醸造所は地域の郵便局だった
1650年創業の醸造所。「Zur Post」と冠しているとおり、もともと郵便局としての機能を持った田舎町の宿屋がその起源。今日では郵便局は併設していないものの、醸造所のシンボルはホルンで当時からの伝統を守っている。
集落コミュニティーの中心にあるのが醸造所。その人が集い語らう場所に郵便局の機能があることは何の珍しいことではなく、ドイツ中あちこちでやはり「Post」を冠した醸造所や食堂を見かける。
日本でも農村集落にある八百屋兼魚屋兼仕出し料理屋兼雑貨屋兼民宿が切手を扱っていたり、ゆうパックの取り扱いをしているのと何ら変わらない世界ともいえる。
違うとすればそこでビールを作っていること。
店内のあちこちに郵便関係の絵や置物がある。
入り口にポストがあったが、これは差し出すための物ではなく、この店の郵便受けであった。
写真左:郵便ラッパを吹く配達員を描いたステンドグラス。
写真右:集落を結んだ郵便馬車。
バイエルン伝統のビールを楽しむ
ラインナップされているビールの中でも定番はやはりヘレス。
基本的にバイエルン州においては黙っていたらヘレスが出てくる環境である。
この店では「Gold」という名で販売されているが、各醸造所でその呼び名が様々なのが面白い。
もうひとつの定番ビールはヴァイスビア。
握りの部分に醸造所ロゴが描かれているのは新鮮な感じ。
続いてシーズンビールとして開栓されていたZwickel Bier(ツヴィッケルビア)。
これは南ドイツ各地で見られるビールなのだが、あちこちの醸造所で飲み歩きながら検証した結果「無濾過で酵母が生きたままのビール」。
まだフィルターなどがなかった頃の、古き時代を思いながらビールを楽しむ。
タコさんウインナー登場!?
ここBrauerei Zur Postでは「セットメニュー」を発見した。
「焼き鳥盛り合わせ(2〜3人用)」といった何人か用のメニューは日本では珍しくないが、「一人一皿」を基本とするドイツでは、あまり見かけることが無い。
この店のセットは4人用のメニューで、「夫婦+子供二人」が基本となっている感じだ。
大皿にビール2杯とソフトドリンク2杯が付きつく。
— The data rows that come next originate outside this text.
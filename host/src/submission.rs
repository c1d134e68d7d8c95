use hashcrack_broker::Publisher;
use hashcrack_lib::keyspace::{partition, total_combinations};
use hashcrack_store::{CrackRequest, StateStore, TaskRecord};
use tracing::{error, info, warn};

use crate::{
    error::{HostError, HostResult},
    metrics,
};

#[derive(Debug)]
pub struct SubmissionOutcome {
    pub request_id: String,
    pub task_total: usize,
    pub publish_failures: usize,
}

/// The submission path: persist the request and every task row first, then
/// hand the task messages to the broker. Tasks whose publish fails are
/// flagged `QUEUED` + `needs_retry` for the sweeper; the submission itself
/// still succeeds.
///
/// `hash` must already be validated and normalized to lowercase.
pub async fn submit<S, P>(
    store: &S,
    publisher: &P,
    hash: String,
    max_length: u8,
    task_size: u64,
) -> HostResult<SubmissionOutcome>
where
    S: StateStore,
    P: Publisher,
{
    let request = CrackRequest::new(hash, max_length);
    store.insert_request(&request).await?;

    let total = total_combinations(max_length);
    let tasks: Vec<TaskRecord> = partition(total, task_size)
        .into_iter()
        .map(|p| TaskRecord::new(&request, p))
        .collect();

    if let Err(err) = store.insert_tasks(&tasks).await {
        // The request row exists but has no recoverable work items; close it
        // out so the client sees a terminal state instead of a stuck one.
        error!(request_id = %request.request_id, "failed to persist tasks: {err}");
        if let Err(mark_err) = store.mark_request_error(&request.request_id).await {
            error!(request_id = %request.request_id, "failed to mark request ERROR: {mark_err}");
        }
        return Err(HostError::Store(err));
    }

    let mut publish_failures = 0;
    for task in &tasks {
        match publisher.publish_task(&task.to_message()).await {
            Ok(()) => metrics::inc_task_published(true),
            Err(err) => {
                warn!(task_id = %task.task_id, "failed to publish task: {err}");
                metrics::inc_task_published(false);
                store.mark_task_queued(&task.task_id).await?;
                publish_failures += 1;
            }
        }
    }

    if publish_failures > 0 {
        warn!(
            request_id = %request.request_id,
            "{publish_failures}/{} task publishes failed, sweeper will retry",
            tasks.len()
        );
    }
    info!(
        request_id = %request.request_id,
        total_combinations = total,
        tasks = tasks.len(),
        "accepted crack request"
    );

    Ok(SubmissionOutcome {
        request_id: request.request_id,
        task_total: tasks.len(),
        publish_failures,
    })
}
ここで面白いのは、ソフトドリンクをビールに変えることがOK、と言う事。
それは、日本と違いビールとソフトドリンクの価格差が無いため。
内容はフライドポテト、温野菜などと一緒にメインディッシュとして肉塊料理である「ハクセ(Haxe)」が付いてくるのだが、何と訪問時は「売り切れ!!」。
代わりにチキンステーキとタコウインナーという組合せがサービングされた。
酔って泊まれるホテル併設
この醸造所はホテルを併設している。
田舎町とは言え、ロマンチック街道の目玉とも言えるNeuschwanstein(ノイシュバインシュタイン)城にも近く、またスキーを始めとしたリゾート地であるため、観光客も多く訪れる。
美味しいビールを楽しんで、酔っ払ってそのまま寝る、あぁ至福の時。
写真左:ホテル部門の廊下
写真右:ドアに掲げられた郵便ラッパ
▪️Information▪️
Brauerei Gasthof zur Post
Hauptstraße 25
87484 Nesselwang
<最終訪問 2008年8月>
Nesselwangはこんな街
ロマンチック街道の終点とも言われるFussenの西20kmほどに位置する人口3500人ほどのリゾート地。ローマ時代には街が形成されていたほどの歴史も持つ。
オーストリアとの国境に近く、その場所柄からウインタースポーツが盛んな土地で、オリンピックのメダリストを多く輩出している。